The problem with language is its communal logic. Language abides by rules that are first, and last, universal. I mean unbreakable. Shared, strong as links on a chain. First of course are the rules of spelling then grammar, and meaning--these are the initial links. Spelling must be agreed upon, vocabulary shared, then sentence structures. These are the first agreements to be formed for any communication to come through.

If it happens that these rules are broken, they are broken for a purpose, say, heightened, tightened meaning, flair. And thus the figures of speech. And it happens too that the breaking of the rules leads to a shared meaning, like an agreement or a contract. Then comes the idiom, the cliche. Like mending chain links, fences, sewing a tear on the net, embroidery. But whatever happens, in language, one must agree to agree. This is the fast rule.
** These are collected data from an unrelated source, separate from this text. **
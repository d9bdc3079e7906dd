//! Songseek: a batch song link finder
//!
//! Takes a list of free-text song titles, runs one video search per
//! title concurrently, and keeps the first hit per title that is long
//! enough to be a full song rather than a teaser or clip.

pub mod backend;
pub mod config;
pub mod dispatch;
pub mod lookup;
pub mod network;
pub mod results;
pub mod web;

pub use config::Settings;
pub use dispatch::Dispatcher;
pub use results::{LookupOutcome, LookupResult, SongMatch};

/// Application version
pub const VERSION: &str = env!("CARGO_PKG_VERSION");

/// Minimum duration a candidate must reach to qualify, in seconds
pub const DEFAULT_MIN_DURATION_SECS: u64 = 180;

/// Candidates considered per query
pub const DEFAULT_MAX_CANDIDATES: usize = 5;

/// Concurrent lookups per batch
pub const DEFAULT_MAX_CONCURRENCY: usize = 5;

/// Per-lookup deadline in seconds
pub const DEFAULT_LOOKUP_TIMEOUT: u64 = 15;
//! Template rendering with Tera

use anyhow::Result;
use tera::{Context, Tera};

/// Template renderer with embedded templates
pub struct Templates {
    tera: Tera,
}

impl Templates {
    pub fn new() -> Result<Self> {
        let mut tera = Tera::default();

        tera.add_raw_template("base.html", include_str!("../templates/base.html"))?;
        tera.add_raw_template("index.html", include_str!("../templates/index.html"))?;

        Ok(Self { tera })
    }

    /// Render a template with a Tera Context
    pub fn render_with_context(&self, template: &str, context: &Context) -> Result<String> {
        Ok(self.tera.render(template, context)?)
    }
}
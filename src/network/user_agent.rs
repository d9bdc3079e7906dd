//! User agent strings for outbound requests

use rand::seq::SliceRandom;

const CHROME_VERSIONS: &[&str] = &["122.0.0.0", "123.0.0.0", "124.0.0.0", "125.0.0.0"];

const OS_STRINGS: &[&str] = &[
    "Windows NT 10.0; Win64; x64",
    "Macintosh; Intel Mac OS X 10_15_7",
    "X11; Linux x86_64",
];

/// A plausible desktop Chrome user agent, picked once per client
pub fn generate_user_agent() -> String {
    let mut rng = rand::thread_rng();
    let os = OS_STRINGS.choose(&mut rng).unwrap_or(&OS_STRINGS[0]);
    let chrome = CHROME_VERSIONS.choose(&mut rng).unwrap_or(&CHROME_VERSIONS[0]);
    format!(
        "Mozilla/5.0 ({}) AppleWebKit/537.36 (KHTML, like Gecko) Chrome/{} Safari/537.36",
        os, chrome
    )
}

/// Standard accept header for HTML requests
pub fn accept_html() -> &'static str {
    "text/html,application/xhtml+xml,application/xml;q=0.9,image/avif,image/webp,*/*;q=0.8"
}

/// Standard accept-language header
pub fn accept_language() -> &'static str {
    "en-US,en;q=0.9"
}

#[cfg(test)]
mod tests {
    use super::*;

    #[test]
    fn test_generate_user_agent() {
        let ua = generate_user_agent();
        assert!(ua.starts_with("Mozilla/5.0"));
        assert!(ua.contains("Chrome/"));
    }
}
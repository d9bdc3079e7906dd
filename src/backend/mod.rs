//! Video search backend module
//!
//! Defines the SearchBackend trait and the YouTube implementation.

mod traits;
pub mod youtube;

pub use traits::{BackendRequest, BackendResponse, SearchBackend, VideoEntry};
pub use youtube::YouTube;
You see, I was thinking earlier about sculpture. Or how I imagine sculpting to be. So I take this invisible clay in my hands and I think, I want it to say, "Bear". And the success of my sculpture lies in the agreement of what a bear looks like, which should pass the judgment of those who have seen an actual bear. Or if I had made something that that looked like a weight, then perhaps the viewer will go, "Ah, bear as in verb." But if I had made something that did not in any way resemble both bears, then I imagine my viewers will reject my "Bear".

But see, this is why I am not a sculptor. (For all I know, sculpting is not how I imagine it to be.) My clay is not clay, it is words. And unfortunately for me, language has a communal logic.

Do you understand what I'm trying to say?

Tuesday, February 10, 2009

Incoherent in Manila

I've just been to Cebu for a writers workshop, two days of non-stop words--spoken and written--, and in two languages (three, no, four! if you count me speaking in Tagalog and Hiligaynon with a Bisaya accent).

I left in the middle of a busy week at work--wala ko labot! But now I might be paying for it. Now, all my words condensed into powerpoint presentation syntax, mere hints really of full paragraphs of cause-and-effects, whys, and consequences.

Not that there is any regret. L. will attest to the single sentence that made it all worth it. Ask him to testify. Ask me to ask him to testify.

Do you understand? It doesn't matter. Love na ito.

Un/fortunate that I love both writing and my work and there is only time for one at a time. Haay.